## What needs to be done
Return the data in full, exactly as it was written.
——
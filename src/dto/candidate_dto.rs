use chrono::{DateTime, Utc};
use rust_decimal::Decimal;
use serde::{Deserialize, Serialize};
use serde_json::Value as JsonValue;
use sqlx::FromRow;
use uuid::Uuid;
use validator::Validate;

use crate::dto::assessment_dto::decimal_to_f64;

pub const PIPELINE_STATUSES: &[&str] = &["applied", "in-review", "interviewed", "shortlisted", "rejected"];

fn validate_pipeline_status(value: &str) -> std::result::Result<(), validator::ValidationError> {
    crate::utils::validation::validate_one_of(value, PIPELINE_STATUSES, "invalid_status")
}

#[derive(Debug, Clone, Deserialize, Validate)]
pub struct UpdateCandidateStatusPayload {
    #[validate(custom(function = "validate_pipeline_status"))]
    pub status: String,
}

/// Aggregates for one interviewee, as selected from the database.
#[derive(Debug, Clone, FromRow)]
pub struct CandidateRow {
    pub id: Uuid,
    pub full_name: String,
    pub email: String,
    pub profile: JsonValue,
    pub status: Option<String>,
    pub assessments_total: i64,
    pub assessments_completed: i64,
    pub practice_completed: i64,
    pub interviews_total: i64,
    pub interviews_completed: i64,
    pub interviews_scheduled: i64,
    pub average_score: Option<Decimal>,
    pub last_activity: Option<DateTime<Utc>>,
}

#[derive(Debug, Clone, Serialize)]
pub struct Progress {
    pub total: i64,
    pub completed: i64,
}

#[derive(Debug, Clone, Serialize)]
pub struct PracticeProgress {
    pub completed: i64,
}

#[derive(Debug, Clone, Serialize)]
pub struct InterviewCounts {
    pub total: i64,
    pub completed: i64,
    pub scheduled: i64,
}

#[derive(Debug, Clone, Serialize)]
pub struct CandidateSummary {
    pub id: Uuid,
    pub full_name: String,
    pub email: String,
    pub avatar: Option<String>,
    pub position: Option<String>,
    pub location: Option<String>,
    pub skills: Vec<String>,
    pub status: String,
    pub overall_score: Option<f64>,
    pub last_activity: Option<DateTime<Utc>>,
    pub assessments: Progress,
    pub test_assessments: Progress,
    pub practice_problems: PracticeProgress,
    pub interviews: InterviewCounts,
}

fn profile_str(profile: &JsonValue, key: &str) -> Option<String> {
    profile
        .get(key)
        .and_then(JsonValue::as_str)
        .map(str::to_string)
        .filter(|s| !s.is_empty())
}

impl From<CandidateRow> for CandidateSummary {
    fn from(row: CandidateRow) -> Self {
        let skills = row
            .profile
            .get("skills")
            .and_then(JsonValue::as_array)
            .map(|a| a.iter().filter_map(|s| s.as_str().map(str::to_string)).collect())
            .unwrap_or_default();
        let assessments = Progress {
            total: row.assessments_total,
            completed: row.assessments_completed,
        };
        Self {
            id: row.id,
            avatar: profile_str(&row.profile, "avatar"),
            position: profile_str(&row.profile, "position"),
            location: profile_str(&row.profile, "location"),
            skills,
            full_name: row.full_name,
            email: row.email,
            status: row.status.unwrap_or_else(|| "applied".to_string()),
            overall_score: row.average_score.map(|s| decimal_to_f64(s.round_dp(1))),
            last_activity: row.last_activity,
            test_assessments: assessments.clone(),
            assessments,
            practice_problems: PracticeProgress {
                completed: row.practice_completed,
            },
            interviews: InterviewCounts {
                total: row.interviews_total,
                completed: row.interviews_completed,
                scheduled: row.interviews_scheduled,
            },
        }
    }
}

#[cfg(test)]
mod tests {
    use super::*;
    use serde_json::json;

    fn row(profile: JsonValue, status: Option<&str>) -> CandidateRow {
        CandidateRow {
            id: Uuid::new_v4(),
            full_name: "Grace Hopper".into(),
            email: "grace@example.com".into(),
            profile,
            status: status.map(str::to_string),
            assessments_total: 3,
            assessments_completed: 2,
            practice_completed: 7,
            interviews_total: 1,
            interviews_completed: 0,
            interviews_scheduled: 1,
            average_score: Some(Decimal::new(8126, 2)),
            last_activity: None,
        }
    }

    #[test]
    fn missing_pipeline_row_reads_as_applied() {
        let summary = CandidateSummary::from(row(json!({}), None));
        assert_eq!(summary.status, "applied");
        assert!((summary.overall_score.unwrap() - 81.3).abs() < 1e-9);
    }

    #[test]
    fn profile_fields_are_lifted() {
        let summary = CandidateSummary::from(row(
            json!({"position": "SRE", "skills": ["rust", "go"], "avatar": ""}),
            Some("shortlisted"),
        ));
        assert_eq!(summary.position.as_deref(), Some("SRE"));
        assert_eq!(summary.skills, vec!["rust", "go"]);
        assert_eq!(summary.avatar, None);
        assert_eq!(summary.status, "shortlisted");
    }

    #[test]
    fn status_must_be_a_pipeline_stage() {
        let ok = UpdateCandidateStatusPayload { status: "in-review".into() };
        assert!(ok.validate().is_ok());
        let bad = UpdateCandidateStatusPayload { status: "hired".into() };
        assert!(bad.validate().is_err());
    }
}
——
## Response below
filename src/dto/candidate_dto.rs
use chrono::{DateTime, Utc};
use rust_decimal::Decimal;
use serde::{Deserialize, Serialize};
use serde_json::Value as JsonValue;
use sqlx::FromRow;
use uuid::Uuid;
use validator::Validate;

use crate::dto::assessment_dto::decimal_to_f64;

pub const PIPELINE_STATUSES: &[&str] = &["applied", "in-review", "interviewed", "shortlisted", "rejected"];

fn validate_pipeline_status(value: &str) -> std::result::Result<(), validator::ValidationError> {
    crate::utils::validation::validate_one_of(value, PIPELINE_STATUSES, "invalid_status")
}

#[derive(Debug, Clone, Deserialize, Validate)]
pub struct UpdateCandidateStatusPayload {
    #[validate(custom(function = "validate_pipeline_status"))]
    pub status: String,
}

/// Aggregates for one interviewee, as selected from the database.
#[derive(Debug, Clone, FromRow)]
pub struct CandidateRow {
    pub id: Uuid,
    pub full_name: String,
    pub email: String,
    pub profile: JsonValue,
    pub status: Option<String>,
    pub assessments_total: i64,
    pub assessments_completed: i64,
    pub practice_completed: i64,
    pub interviews_total: i64,
    pub interviews_completed: i64,
    pub interviews_scheduled: i64,
    pub average_score: Option<Decimal>,
    pub last_activity: Option<DateTime<Utc>>,
}

#[derive(Debug, Clone, Serialize)]
pub struct Progress {
    pub total: i64,
    pub completed: i64,
}

#[derive(Debug, Clone, Serialize)]
pub struct PracticeProgress {
    pub completed: i64,
}

#[derive(Debug, Clone, Serialize)]
pub struct InterviewCounts {
    pub total: i64,
    pub completed: i64,
    pub scheduled: i64,
}

#[derive(Debug, Clone, Serialize)]
pub struct CandidateSummary {
    pub id: Uuid,
    pub full_name: String,
    pub email: String,
    pub avatar: Option<String>,
    pub position: Option<String>,
    pub location: Option<String>,
    pub skills: Vec<String>,
    pub status: String,
    pub overall_score: Option<f64>,
    pub last_activity: Option<DateTime<Utc>>,
    pub assessments: Progress,
    pub test_assessments: Progress,
    pub practice_problems: PracticeProgress,
    pub interviews: InterviewCounts,
}

fn profile_str(profile: &JsonValue, key: &str) -> Option<String> {
    profile
        .get(key)
        .and_then(JsonValue::as_str)
        .map(str::to_string)
        .filter(|s| !s.is_empty())
}

impl From<CandidateRow> for CandidateSummary {
    fn from(row: CandidateRow) -> Self {
        let skills = row
            .profile
            .get("skills")
            .and_then(JsonValue::as_array)
            .map(|a| a.iter().filter_map(|s| s.as_str().map(str::to_string)).collect())
            .unwrap_or_default();
        let assessments = Progress {
            total: row.assessments_total,
            completed: row.assessments_completed,
        };
        Self {
            id: row.id,
            avatar: profile_str(&row.profile, "avatar"),
            position: profile_str(&row.profile, "position"),
            location: profile_str(&row.profile, "location"),
            skills,
            full_name: row.full_name,
            email: row.email,
            status: row.status.unwrap_or_else(|| "applied".to_string()),
            overall_score: row.average_score.map(|s| decimal_to_f64(s.round_dp(1))),
            last_activity: row.last_activity,
            test_assessments: assessments.clone(),
            assessments,
            practice_problems: PracticeProgress {
                completed: row.practice_completed,
            },
            interviews: InterviewCounts {
                total: row.interviews_total,
                completed: row.interviews_completed,
                scheduled: row.interviews_scheduled,
            },
        }
    }
}

#[cfg(test)]
mod tests {
    use super::*;
    use serde_json::json;

    fn row(profile: JsonValue, status: Option<&str>) -> CandidateRow {
        CandidateRow {
            id: Uuid::new_v4(),
            full_name: "Grace Hopper".into(),
            email: "grace@example.com".into(),
            profile,
            status: status.map(str::to_string),
            assessments_total: 3,
            assessments_completed: 2,
            practice_completed: 7,
            interviews_total: 1,
            interviews_completed: 0,
            interviews_scheduled: 1,
            average_score: Some(Decimal::new(8126, 2)),
            last_activity: None,
        }
    }

    #[test]
    fn missing_pipeline_row_reads_as_applied() {
        let summary = CandidateSummary::from(row(json!({}), None));
        assert_eq!(summary.status, "applied");
        assert!((summary.overall_score.unwrap() - 81.3).abs() < 1e-9);
    }

    #[test]
    fn profile_fields_are_lifted() {
        let summary = CandidateSummary::from(row(
            json!({"position": "SRE", "skills": ["rust", "go"], "avatar": ""}),
            Some("shortlisted"),
        ));
        assert_eq!(summary.position.as_deref(), Some("SRE"));
        assert_eq!(summary.skills, vec!["rust", "go"]);
        assert_eq!(summary.avatar, None);
        assert_eq!(summary.status, "shortlisted");
    }

    #[test]
    fn status_must_be_a_pipeline_stage() {
        let ok = UpdateCandidateStatusPayload { status: "in-review".into() };
        assert!(ok.validate().is_ok());
        let bad = UpdateCandidateStatusPayload { status: "hired".into() };
        assert!(bad.validate().is_err());
    }
}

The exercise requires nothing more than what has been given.